Despite the fact that analysis of the state law claim would require consideration of the same facts as would an analysis of the claim under the labor contract, so long resolution of the state law claim does not require interpretation of the labor contract, pre-emption under § 301 is not mandated. Lingle v. Norge Division of Magic Chef, Inc., 486 U.S. 399, 409-10, 100 L. Ed. 2d 410, 108 S. Ct. 1877 (1988). However, if resolution of any element of the state law claim requires interpretation of a labor contract, that claim is pre-empted under § 301. Lingle v. Norge Division of Magic Chef, Inc., 486 U.S. 399, 407, 100 L. Ed. 2d 410, 108 S. Ct. 1877 (1988). In other words, "as long as the state-law claim can be resolved without interpreting the agreement itself, the claim is 'independent' of the agreement for § 301 pre-emption purposes." Lingle, supra, at 410. Whether Fasciana's  [*17]  defamation claims require interpretation of the LIUNA constitution depends on what is required to prove a defamation claim under New York law. A defamation claim under New York law requires proof (1) of a defamatory statement of fact, (2) about or concerning the plaintiff, (3) published by the defendant to a third party, (4) causing the plaintiff injury. Weldy v. Piedmont Airlines, Inc., 985 F.2d 57, 61 (2d Cir. 1993).
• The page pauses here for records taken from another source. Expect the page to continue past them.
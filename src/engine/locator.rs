use serde::Serialize;

use crate::geo::{self, GeoPoint, DEGREES_PER_KM};
use crate::models::provider::ProviderSnapshot;

#[derive(Debug, Clone, Serialize)]
pub struct Candidate {
    #[serde(flatten)]
    pub provider: ProviderSnapshot,
    pub distance_km: f64,
}

/// Radius search over a provider-location snapshot.
///
/// Eligible providers within `radius_km` of `center`, sorted ascending by
/// distance and truncated to `limit`. The sort is stable, so equal distances
/// keep the pool's original relative order. Returns an empty vec on an empty
/// pool or no matches, never an error.
///
/// A bounding-box pre-filter trims the pool before the exact haversine pass;
/// an O(n) scan is fine at the expected pool sizes.
pub fn find_candidates(
    center: &GeoPoint,
    radius_km: f64,
    pool: &[ProviderSnapshot],
    limit: usize,
) -> Vec<Candidate> {
    let lat_delta = radius_km * DEGREES_PER_KM;
    // Longitude degrees shrink with latitude; clamp the cosine so the box
    // stays finite near the poles.
    let lng_delta = radius_km * DEGREES_PER_KM / center.lat.to_radians().cos().abs().max(1e-6);

    let mut candidates: Vec<Candidate> = pool
        .iter()
        .filter(|provider| provider.is_eligible())
        .filter(|provider| {
            (provider.location.lat - center.lat).abs() <= lat_delta
                && (provider.location.lng - center.lng).abs() <= lng_delta
        })
        .filter_map(|provider| {
            let distance_km = geo::haversine_km(center, &provider.location);
            if distance_km <= radius_km {
                Some(Candidate {
                    provider: provider.clone(),
                    distance_km,
                })
            } else {
                None
            }
        })
        .collect();

    candidates.sort_by(|a, b| a.distance_km.total_cmp(&b.distance_km));
    candidates.truncate(limit);
    candidates
}

#[cfg(test)]
mod tests {
    use chrono::Utc;
    use uuid::Uuid;

    use super::*;
    use crate::models::provider::ProviderStatus;

    fn provider(seed: u128, lat: f64, lng: f64) -> ProviderSnapshot {
        ProviderSnapshot {
            id: Uuid::from_u128(seed),
            name: format!("provider-{seed}"),
            location: GeoPoint::new(lat, lng),
            status: ProviderStatus::Available,
            approved: true,
            updated_at: Utc::now(),
        }
    }

    fn provider_km_north(seed: u128, center: &GeoPoint, km: f64) -> ProviderSnapshot {
        provider(seed, center.lat + km * DEGREES_PER_KM, center.lng)
    }

    #[test]
    fn empty_pool_yields_empty_result() {
        let center = GeoPoint::new(6.5244, 3.3792);
        assert!(find_candidates(&center, 5.0, &[], 10).is_empty());
    }

    #[test]
    fn lagos_radius_scenario() {
        let center = GeoPoint::new(6.5244, 3.3792);
        let pool = vec![
            provider_km_north(3, &center, 8.0),
            provider_km_north(1, &center, 1.0),
            provider_km_north(2, &center, 4.0),
        ];

        let result = find_candidates(&center, 5.0, &pool, 10);

        assert_eq!(result.len(), 2);
        assert_eq!(result[0].provider.id, Uuid::from_u128(1));
        assert_eq!(result[1].provider.id, Uuid::from_u128(2));
        assert!(result[0].distance_km < result[1].distance_km);
    }

    #[test]
    fn every_in_radius_provider_is_included() {
        let center = GeoPoint::new(6.5244, 3.3792);
        let pool: Vec<ProviderSnapshot> = (1..=20)
            .map(|i| provider_km_north(i as u128, &center, i as f64 * 0.4))
            .collect();

        let result = find_candidates(&center, 5.0, &pool, 100);

        for p in &pool {
            let d = geo::haversine_km(&center, &p.location);
            let included = result.iter().any(|c| c.provider.id == p.id);
            assert_eq!(included, d <= 5.0, "provider at {d:.3} km");
        }
    }

    #[test]
    fn ineligible_providers_are_excluded() {
        let center = GeoPoint::new(6.5244, 3.3792);
        let mut engaged = provider_km_north(1, &center, 1.0);
        engaged.status = ProviderStatus::Engaged;
        let mut offline = provider_km_north(2, &center, 1.0);
        offline.status = ProviderStatus::Offline;
        let mut unapproved = provider_km_north(3, &center, 1.0);
        unapproved.approved = false;
        let pool = vec![engaged, offline, unapproved, provider_km_north(4, &center, 1.0)];

        let result = find_candidates(&center, 5.0, &pool, 10);
        assert_eq!(result.len(), 1);
        assert_eq!(result[0].provider.id, Uuid::from_u128(4));
    }

    #[test]
    fn equal_distances_keep_pool_order() {
        let center = GeoPoint::new(0.0, 0.0);
        let pool = vec![
            provider(7, 0.01, 0.0),
            provider(3, 0.01, 0.0),
            provider(9, 0.01, 0.0),
        ];

        let result = find_candidates(&center, 5.0, &pool, 10);
        let ids: Vec<Uuid> = result.iter().map(|c| c.provider.id).collect();
        assert_eq!(
            ids,
            vec![Uuid::from_u128(7), Uuid::from_u128(3), Uuid::from_u128(9)]
        );
    }

    #[test]
    fn result_is_truncated_to_limit() {
        let center = GeoPoint::new(6.5244, 3.3792);
        let pool: Vec<ProviderSnapshot> = (1..=8)
            .map(|i| provider_km_north(i as u128, &center, i as f64 * 0.1))
            .collect();

        let result = find_candidates(&center, 5.0, &pool, 3);
        assert_eq!(result.len(), 3);
        assert_eq!(result[0].provider.id, Uuid::from_u128(1));
    }
}
pub mod broadcast;
pub mod lifecycle;
pub mod locator;
pub mod route;
pub mod tracker;
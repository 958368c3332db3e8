use serde::Serialize;

use crate::error::AppError;
use crate::geo;
use crate::models::waypoint::Waypoint;

#[derive(Debug, Clone, Serialize)]
pub struct RoutePlan {
    pub waypoints: Vec<Waypoint>,
    pub total_distance_km: f64,
    pub total_duration_min: i64,
}

/// Nearest-neighbor waypoint reordering.
///
/// The first waypoint is fixed as the start; each step appends the unvisited
/// waypoint closest to the last-placed one, ties broken by input order.
/// Sequence numbers are rewritten to the optimized order (1..N). Duration is
/// the straight-line estimate, used when no road-network duration exists.
pub fn optimize(waypoints: &[Waypoint], minutes_per_km: f64) -> Result<RoutePlan, AppError> {
    if waypoints.len() < 2 {
        return Err(AppError::InvalidInput(
            "route optimization requires at least 2 waypoints".to_string(),
        ));
    }

    let mut remaining: Vec<&Waypoint> = waypoints.iter().skip(1).collect();
    let mut ordered: Vec<Waypoint> = vec![waypoints[0].clone()];

    while !remaining.is_empty() {
        let last = &ordered[ordered.len() - 1].location;
        let mut best_index = 0;
        let mut best_distance = f64::INFINITY;
        for (index, candidate) in remaining.iter().enumerate() {
            let distance = geo::haversine_km(last, &candidate.location);
            // Strict < keeps the earliest input-order waypoint on ties.
            if distance < best_distance {
                best_distance = distance;
                best_index = index;
            }
        }
        ordered.push(remaining.remove(best_index).clone());
    }

    let mut total_distance_km = 0.0;
    for pair in ordered.windows(2) {
        total_distance_km += geo::haversine_km(&pair[0].location, &pair[1].location);
    }

    for (position, waypoint) in ordered.iter_mut().enumerate() {
        waypoint.sequence = position as u32 + 1;
    }

    Ok(RoutePlan {
        waypoints: ordered,
        total_distance_km,
        total_duration_min: (total_distance_km * minutes_per_km).round() as i64,
    })
}

/// base + distance×perKm + duration×perMin, rounded to 2 decimals at the
/// boundary only.
pub fn estimate_fare(
    distance_km: f64,
    duration_min: f64,
    base_fare: f64,
    per_km_rate: f64,
    per_min_rate: f64,
) -> f64 {
    let total = base_fare + distance_km * per_km_rate + duration_min * per_min_rate;
    (total * 100.0).round() / 100.0
}

#[cfg(test)]
mod tests {
    use super::*;
    use crate::geo::GeoPoint;
    use crate::models::waypoint::WaypointKind;

    fn waypoint(sequence: u32, lat: f64, lng: f64) -> Waypoint {
        Waypoint::new(sequence, WaypointKind::Intermediate, GeoPoint::new(lat, lng))
    }

    #[test]
    fn fewer_than_two_waypoints_is_invalid_input() {
        assert!(matches!(
            optimize(&[], 2.0).unwrap_err(),
            AppError::InvalidInput(_)
        ));
        assert!(matches!(
            optimize(&[waypoint(1, 0.0, 0.0)], 2.0).unwrap_err(),
            AppError::InvalidInput(_)
        ));
    }

    #[test]
    fn two_points_keep_their_order() {
        let a = waypoint(1, 6.5244, 3.3792);
        let b = waypoint(2, 6.4281, 3.4219);
        let plan = optimize(&[a.clone(), b.clone()], 2.0).unwrap();

        assert_eq!(plan.waypoints.len(), 2);
        assert_eq!(plan.waypoints[0].location, a.location);
        assert_eq!(plan.waypoints[1].location, b.location);

        let expected = geo::haversine_km(&a.location, &b.location);
        assert!((plan.total_distance_km - expected).abs() < 1e-9);
    }

    #[test]
    fn nearest_neighbor_reorders_out_of_order_stops() {
        // Input A(0,0), C(0,2), B(0,1): greedy from A picks B before C.
        let a = waypoint(1, 0.0, 0.0);
        let c = waypoint(2, 0.0, 2.0);
        let b = waypoint(3, 0.0, 1.0);
        let plan = optimize(&[a.clone(), c.clone(), b.clone()], 2.0).unwrap();

        let lngs: Vec<f64> = plan.waypoints.iter().map(|wp| wp.location.lng).collect();
        assert_eq!(lngs, vec![0.0, 1.0, 2.0]);

        let expected = geo::haversine_km(&a.location, &b.location)
            + geo::haversine_km(&b.location, &c.location);
        assert!((plan.total_distance_km - expected).abs() < 1e-9);
        assert_eq!(
            plan.total_duration_min,
            (expected * 2.0).round() as i64
        );
    }

    #[test]
    fn sequences_are_rewritten_to_route_order() {
        let plan = optimize(
            &[
                waypoint(1, 0.0, 0.0),
                waypoint(2, 0.0, 2.0),
                waypoint(3, 0.0, 1.0),
            ],
            2.0,
        )
        .unwrap();

        let sequences: Vec<u32> = plan.waypoints.iter().map(|wp| wp.sequence).collect();
        assert_eq!(sequences, vec![1, 2, 3]);
    }

    #[test]
    fn equidistant_stops_keep_input_order() {
        // B and C both 1 degree from A; B comes first in the input.
        let plan = optimize(
            &[
                waypoint(1, 0.0, 0.0),
                waypoint(2, 0.0, 1.0),
                waypoint(3, 0.0, -1.0),
            ],
            2.0,
        )
        .unwrap();

        assert_eq!(plan.waypoints[1].location.lng, 1.0);
        assert_eq!(plan.waypoints[2].location.lng, -1.0);
    }

    #[test]
    fn fare_is_linear_and_rounded_at_the_boundary() {
        let fare = estimate_fare(10.0, 20.0, 500.0, 120.0, 25.0);
        assert_eq!(fare, 500.0 + 1200.0 + 500.0);

        let fractional = estimate_fare(1.234, 2.468, 100.0, 33.33, 11.11);
        let raw = 100.0 + 1.234 * 33.33 + 2.468 * 11.11;
        assert_eq!(fractional, (raw * 100.0_f64).round() / 100.0);
    }
}
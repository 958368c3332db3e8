use std::sync::Arc;

use axum::extract::{Path, Query, State};
use axum::routing::{get, patch, post};
use axum::Json;
use axum::Router;
use chrono::{DateTime, Utc};
use serde::{Deserialize, Serialize};
use uuid::Uuid;

use crate::engine::locator::{find_candidates, Candidate};
use crate::engine::tracker::{self, LocationUpdate, TrackSummary};
use crate::error::AppError;
use crate::geo::{self, GeoPoint};
use crate::models::provider::{ProviderSnapshot, ProviderStatus};
use crate::state::AppState;

pub fn router() -> Router<Arc<AppState>> {
    Router::new()
        .route("/providers", post(create_provider).get(list_providers))
        .route("/providers/nearby", get(nearby_providers))
        .route("/providers/:id/status", patch(update_provider_status))
        .route("/providers/:id/location", patch(update_provider_location))
        .route("/providers/:id/track", get(provider_track))
}

#[derive(Deserialize)]
pub struct CreateProviderRequest {
    pub name: String,
    pub location: GeoPoint,
    #[serde(default = "default_approved")]
    pub approved: bool,
}

fn default_approved() -> bool {
    true
}

#[derive(Deserialize)]
pub struct UpdateStatusRequest {
    pub status: ProviderStatus,
    pub approved: Option<bool>,
}

#[derive(Deserialize)]
pub struct UpdateLocationRequest {
    pub lat: f64,
    pub lng: f64,
    pub observed_at: Option<DateTime<Utc>>,
}

#[derive(Serialize)]
pub struct UpdateLocationResponse {
    pub provider_id: Uuid,
    pub outcome: LocationUpdate,
}

#[derive(Deserialize)]
pub struct NearbyQuery {
    pub lat: f64,
    pub lng: f64,
    pub radius_km: Option<f64>,
    pub limit: Option<usize>,
}

async fn create_provider(
    State(state): State<Arc<AppState>>,
    Json(payload): Json<CreateProviderRequest>,
) -> Result<Json<ProviderSnapshot>, AppError> {
    if payload.name.trim().is_empty() {
        return Err(AppError::BadRequest("name cannot be empty".to_string()));
    }
    geo::validate_coordinates(payload.location.lat, payload.location.lng)?;

    let provider = ProviderSnapshot {
        id: Uuid::new_v4(),
        name: payload.name,
        location: payload.location,
        status: ProviderStatus::Available,
        approved: payload.approved,
        updated_at: Utc::now(),
    };

    state.providers.insert(provider.id, provider.clone());
    Ok(Json(provider))
}

async fn list_providers(State(state): State<Arc<AppState>>) -> Json<Vec<ProviderSnapshot>> {
    Json(state.provider_pool())
}

async fn nearby_providers(
    State(state): State<Arc<AppState>>,
    Query(query): Query<NearbyQuery>,
) -> Result<Json<Vec<Candidate>>, AppError> {
    geo::validate_coordinates(query.lat, query.lng)?;

    let center = GeoPoint::new(query.lat, query.lng);
    let radius_km = query.radius_km.unwrap_or(state.config.default_radius_km);
    let limit = query.limit.unwrap_or(state.config.candidate_limit);

    let pool = state.provider_pool();
    let mut candidates = find_candidates(&center, radius_km, &pool, limit);
    for candidate in &mut candidates {
        candidate.distance_km = geo::round_km(candidate.distance_km);
    }

    Ok(Json(candidates))
}

async fn update_provider_status(
    State(state): State<Arc<AppState>>,
    Path(id): Path<Uuid>,
    Json(payload): Json<UpdateStatusRequest>,
) -> Result<Json<ProviderSnapshot>, AppError> {
    let mut provider = state
        .providers
        .get_mut(&id)
        .ok_or_else(|| AppError::NotFound(format!("provider {id} not found")))?;

    provider.status = payload.status;
    if let Some(approved) = payload.approved {
        provider.approved = approved;
    }
    provider.updated_at = Utc::now();

    Ok(Json(provider.clone()))
}

async fn update_provider_location(
    State(state): State<Arc<AppState>>,
    Path(id): Path<Uuid>,
    Json(payload): Json<UpdateLocationRequest>,
) -> Result<Json<UpdateLocationResponse>, AppError> {
    if !state.providers.contains_key(&id) {
        return Err(AppError::NotFound(format!("provider {id} not found")));
    }

    let observed_at = payload.observed_at.unwrap_or_else(Utc::now);
    let outcome = tracker::update_location(&state, id, payload.lat, payload.lng, observed_at)?;

    Ok(Json(UpdateLocationResponse {
        provider_id: id,
        outcome,
    }))
}

async fn provider_track(
    State(state): State<Arc<AppState>>,
    Path(id): Path<Uuid>,
) -> Result<Json<TrackSummary>, AppError> {
    let track = state
        .tracks
        .get(&id)
        .ok_or_else(|| AppError::NotFound(format!("no track for provider {id}")))?;

    Ok(Json(tracker::track_summary(&track)))
}
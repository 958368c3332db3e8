pub mod providers;
pub mod requests;
pub mod ws;

use std::sync::Arc;

use axum::extract::State;
use axum::http::StatusCode;
use axum::response::IntoResponse;
use axum::routing::get;
use axum::Json;
use axum::Router;
use serde::Serialize;

use crate::state::AppState;

pub fn router(state: Arc<AppState>) -> Router {
    Router::new()
        .merge(providers::router())
        .merge(requests::router())
        .route("/health", get(health))
        .route("/metrics", get(metrics))
        .route("/ws", get(ws::ws_handler))
        .with_state(state)
}

#[derive(Serialize)]
struct HealthResponse {
    status: &'static str,
    providers: usize,
    requests: usize,
}

async fn health(State(state): State<Arc<AppState>>) -> Json<HealthResponse> {
    Json(HealthResponse {
        status: "ok",
        providers: state.providers.len(),
        requests: state.requests.len(),
    })
}

async fn metrics(State(state): State<Arc<AppState>>) -> impl IntoResponse {
    match state.metrics.encode() {
        Ok(body) => (
            StatusCode::OK,
            [("content-type", "text/plain; version=0.0.4; charset=utf-8")],
            body,
        )
            .into_response(),
        Err(err) => (StatusCode::INTERNAL_SERVER_ERROR, err).into_response(),
    }
}
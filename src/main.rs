mod api;
mod config;
mod engine;
mod error;
mod geo;
mod models;
mod notify;
mod observability;
mod routing;
mod state;

use std::sync::Arc;

use tracing_subscriber::EnvFilter;

use crate::routing::{HttpRoutingProvider, RoutingProvider};

#[tokio::main]
async fn main() -> Result<(), error::AppError> {
    let config = config::Config::from_env()?;

    tracing_subscriber::fmt()
        .with_env_filter(EnvFilter::new(config.log_level.clone()))
        .with_target(false)
        .compact()
        .init();

    let (mut app_state, dispatch_rx) = state::AppState::new(config.clone());

    if let Some(base_url) = config.routing_base_url.clone() {
        let provider = HttpRoutingProvider::new(base_url, config.routing_timeout_secs)?;
        app_state.routing = Some(Arc::new(provider) as Arc<dyn RoutingProvider>);
    }

    let shared_state = Arc::new(app_state);
    let app = api::rest::router(shared_state.clone());

    tokio::spawn(engine::broadcast::run_dispatch_engine(
        shared_state.clone(),
        dispatch_rx,
    ));

    let bind_addr = format!("0.0.0.0:{}", config.http_port);
    let listener = tokio::net::TcpListener::bind(&bind_addr)
        .await
        .map_err(|err| error::AppError::Internal(format!("failed to bind {bind_addr}: {err}")))?;

    tracing::info!(http_port = config.http_port, "http server started");

    axum::serve(listener, app)
        .with_graceful_shutdown(shutdown_signal())
        .await
        .map_err(|err| error::AppError::Internal(format!("server error: {err}")))?;

    Ok(())
}

async fn shutdown_signal() {
    if let Err(err) = tokio::signal::ctrl_c().await {
        tracing::error!(error = %err, "failed to listen for shutdown signal");
    }
}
Relevant to the court's analysis of whether Fasciana's claims are pre-empted by § 301 is that the union proceedings on which the defamation claims are based were not commenced for the purpose of accusing Fasciana of involvement in specific incidents of organized crime activity. Instead, such proceedings are predicated on the fact that Fasciana's involvement with the LCN, either as a member or by knowingly associating with LCN members, while Fasciana was a member of LIUNA, is a violation of the LIUNA constitution. LIUNA Constitution, EDP P 1.

Defendants assert Fasciana's argument in opposition to the motion to dismiss is an attempt to seek reconsideration of the Decision and Order in which Judge Arcara found that Count One, and implied that Counts  [*18]  Two and Three, are completely pre-empted by § 301 and accordingly denied remand. Defendants' Reply Memorandum of Law in Support of Motion to Dismiss or For Summary Judgment filed December 4, 1998 (Docket Item No. 25) ("Defendants' Reply") at 2-3. According to Defendants, if Fasciana is unsatisfied with that decision, the proper avenue for relief is an appeal. Defendants' Reply at 3.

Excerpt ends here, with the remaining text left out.